Maïa Barouh
Paris Tokyo London
Maïa is a unique singer and flautist.
From a French-Japanese background, she has clearly found her way towards a boundless musical self-expression, rooted in solid classical training and a unique rendition of her heritage.
The audience can expect to be transported along the Paris-Tokyo axis to space and beyond.
She describes her style as ELECTRO-ROOTS-POP-PUNK .
Maïa sings using an unknown special throat technique from a small island in the South of Japan, mixing it with modern and electric sounds, but the flute is her first instrument. After studying classical and jazz, she quickly transformed the way she played as she started making her own music, improvising, singing with her flute and using it as percussion.
After much going back and forth between Paris and Tokyo, the teenager began her career in the Tokyo underground playing the saxophone with Japanese street band, accompanying dragqueens, dancers and musicians from all edges. she multiplied the tours and concerts throughout the archipelago, releasing albums produced "Kusamakura" a compilation of the new Japanese scene.
But this latest project, produced by the legendary Martin Meissonnier (who has worked with the likes of Fela Kuti, Robert Plant & Jimmy Page, Khaled and Manu Dibango) is something completely new.

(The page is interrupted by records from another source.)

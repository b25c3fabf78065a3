use super::{EventAttr, SampleOn};
use crate::ffi::{bindings as b, Attr};

pub(crate) fn from(event_attr: &EventAttr) -> Attr {
    let mut attr = Attr {
        size: size_of::<Attr>() as _,
        ..Default::default()
    };

    // event config:

    attr.type_ = event_attr.ty;
    attr.config = event_attr.config;

    // count config:

    macro_rules! when {
        ($bool:ident, $flag:ident) => {
            attr.set_flag(b::$flag, event_attr.$bool);
        };
    }
    when!(disabled, ATTR_FLAG_DISABLED);
    when!(inherit, ATTR_FLAG_INHERIT);
    when!(enable_on_exec, ATTR_FLAG_ENABLE_ON_EXEC);
    when!(exclude_user, ATTR_FLAG_EXCLUDE_USER);
    when!(exclude_kernel, ATTR_FLAG_EXCLUDE_KERNEL);
    when!(exclude_hv, ATTR_FLAG_EXCLUDE_HV);
    when!(exclude_host, ATTR_FLAG_EXCLUDE_HOST);
    when!(exclude_guest, ATTR_FLAG_EXCLUDE_GUEST);
    when!(exclude_callchain_user, ATTR_FLAG_EXCLUDE_CALLCHAIN_USER);
    when!(mmap, ATTR_FLAG_MMAP);
    when!(comm, ATTR_FLAG_COMM);
    when!(sample_id_all, ATTR_FLAG_SAMPLE_ID_ALL);

    attr.read_format = event_attr.read_format;

    // sample config:

    match event_attr.sample_on {
        SampleOn::Freq(val) => {
            attr.set_flag(b::ATTR_FLAG_FREQ, true);
            attr.sample_period_or_freq = val;
        }
        SampleOn::Period(val) => {
            attr.sample_period_or_freq = val;
        }
    }

    attr.flags |= (event_attr.precise_ip.min(3) as u64) << b::ATTR_FLAG_PRECISE_IP;
    attr.sample_type = event_attr.sample_type;
    attr.wakeup_events_or_watermark = event_attr.wakeup_events;
    attr.branch_sample_type = event_attr.branch_sample_type;
    attr.sample_regs_user = event_attr.sample_regs_user;
    attr.sample_stack_user = event_attr.sample_stack_user;

    attr
}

The earthquake and the nuclear accident that hit Japan on March 11, 2011 marked a turning point in Maïa’s development as a musician. The man-made catastrophe and the destruction that followed pushed her to re-root herself deeply in the musical traditions of Japan, gathering the songs of fishermen, sailors, party songs from Fukushima which she calls as "Japanese bleus" and take them out to the wider world, in her own interpretation, while integrating also her compositions.
The album "KODAMA" got released in France UK and Japan in 2015.
Backed by powerful musicians and a free-flowing instinct that transcends national borders, Maïa offers an extraordinarily broad melodic landscape where melancholy and madness ride over percussive grooves, trance-like dance tunes and stripped-down a cappella singing.
"Striking stage presence, crazy folk trance, volcanic energy, traditional and pop Japanese singing and occasional touches of flute make up the exciting mix that is Maïa Barouh.”